The problems of centralized healthcare data management
One of the core principles behind cryptocurrency is it enables individual sovereignty. With the unidirectional cryptographic relationship allowed by private/public keys and the peer to peer nature of distributed databases, we no longer have to rely on centralized institutions to facilitate interactions. Traditionally, healthcare records were stored and maintained centrally by the clinic and hospital you visit. This centrality creates massive information silos due to the lack of permeability of data between medical institutions and it is also prone to hacking. For example in 2017 the hacker group The Dark Overlord stole over 600,000 patient records in the U.S. across three healthcare organizations and sold them on the dark web.
What if instead of paternalistic data management, the patient own their healthcare data themselves securely on the blockchain? Empowering individuals with control of their medical history is what startups such as Medibloc and Medicalchain are proposing.
By giving back healthcare records sovereignty back to individuals, not only all your medical interactions will be recorded in one unified and secure platform, patients can decide on who may have access to that information. By creating an economy around patient’s health records, developers can develop applications to utilize these data with consent from patients. Physicians will have access to one single source of truth of your entire life’s medical data. You may decide to sell your medical history directly to researchers without having to worry third parties accessing it without permission.

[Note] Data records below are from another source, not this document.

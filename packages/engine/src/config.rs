//! Engine configuration.
//!
//! All tuned constants are configurable; the defaults are the canonical
//! tuning. Env overrides follow the same pattern as the rest of the
//! deployment surface: missing or unparsable values fall back silently.

use serde::{Deserialize, Serialize};

use cortex_algo::{MemoryParams, ModeWeights};

/// Weights of the candidate priority formula:
/// `priority = flag_bonus + min(hours_overdue, cap) + deficit_scale * (100 - strength)`.
///
/// The flag bonus dominates both other terms so learner-flagged concepts
/// always surface first; the overdue cap stops extremely stale items from
/// drowning out everything else.
#[derive(Debug, Clone, PartialEq, Serialize, Deserialize)]
pub struct PriorityWeights {
    pub explicit_flag_bonus: f64,
    pub overdue_cap_hours: f64,
    pub strength_deficit_scale: f64,
}

impl Default for PriorityWeights {
    fn default() -> Self {
        Self {
            explicit_flag_bonus: 200.0,
            overdue_cap_hours: 200.0,
            strength_deficit_scale: 1.0,
        }
    }
}

#[derive(Debug, Clone, PartialEq, Serialize, Deserialize)]
pub struct LoggingConfig {
    pub level: String,
    pub enable_file_logs: bool,
    pub dir: String,
}

impl Default for LoggingConfig {
    fn default() -> Self {
        Self {
            level: "info".to_string(),
            enable_file_logs: false,
            dir: "./logs".to_string(),
        }
    }
}

#[derive(Debug, Clone, PartialEq, Serialize, Deserialize)]
pub struct EngineConfig {
    pub memory: MemoryParams,
    pub priority: PriorityWeights,
    pub modes: ModeWeights,
    pub logging: LoggingConfig,
}

impl Default for EngineConfig {
    fn default() -> Self {
        Self {
            memory: MemoryParams::default(),
            priority: PriorityWeights::default(),
            modes: ModeWeights::default(),
            logging: LoggingConfig::default(),
        }
    }
}

impl EngineConfig {
    pub fn from_env() -> Self {
        let mut config = Self::default();

        if let Ok(val) = std::env::var("REVIEW_FLAG_BONUS") {
            config.priority.explicit_flag_bonus =
                val.parse().unwrap_or(config.priority.explicit_flag_bonus);
        }
        if let Ok(val) = std::env::var("REVIEW_OVERDUE_CAP_HOURS") {
            config.priority.overdue_cap_hours =
                val.parse().unwrap_or(config.priority.overdue_cap_hours);
        }
        if let Ok(val) = std::env::var("REVIEW_DEFICIT_SCALE") {
            config.priority.strength_deficit_scale =
                val.parse().unwrap_or(config.priority.strength_deficit_scale);
        }
        if let Ok(val) = std::env::var("RUST_LOG") {
            config.logging.level = val;
        }
        if let Ok(val) = std::env::var("ENABLE_FILE_LOGS") {
            config.logging.enable_file_logs = val == "true" || val == "1";
        }
        if let Ok(val) = std::env::var("LOG_DIR") {
            config.logging.dir = val;
        }

        config
    }
}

Blockchain-based health insurance
Another major area cryptocurrency can tackle is providing desperately needed access to capital for people living in low-to-middle income countries (LMIC). In 2014, per capita health spending in low-income countries (LIC) was $120 as compared with $5221 in high-income countries (HIC). Furthermore, there is a minimal projected raise for LICs in the next decades. The two main reasons for this are:
1) Insufficient access to reliable data on the quality of care and management of institutions leading to limited investment confidence.
2) The inefficiencies of cross-border payments and non-competitive intermediaries currently exist in the financing industry.
Universal access to healthcare insurance
The transparency and immutability offered by blockchain can provide a tamper-proof audit trail which was previously impossible. This can minimize fraud and give financial credibility globally to those who are truly honest.
By removing financial institutions as third-party intermediaries, the poorest can bypass the hurdles as a result of a corrupt or unstable centralized institution previously established through no faults of their own.
For example, PwC UK blockchain lab has already performed pilot studies on blockchain implementations in wholesale insurance and acknowledges that the potential is enormous.
Another example is Wanchain, a blockchain protocol solely focusing on building a decentralized financial infrastructure, with the potential to make centralized banks a thing of the past.
There is a reason why there is such an insane amount of enthusiasm behind blockchain and cryptocurrency. Platforms like Medibloc and Medicalchain give the health record data sovereignty back into the hands of individual patients. Meanwhile, cryptocurrency can also provide health financial access to the world’s poorest people. Of course, we are still in the very early days of the exploration. No one knows if the medical industry will be able to adopt blockchain technology with relative speed. Whatever the outcome is, with this much potential and this much money at stake, it is indeed worth a try.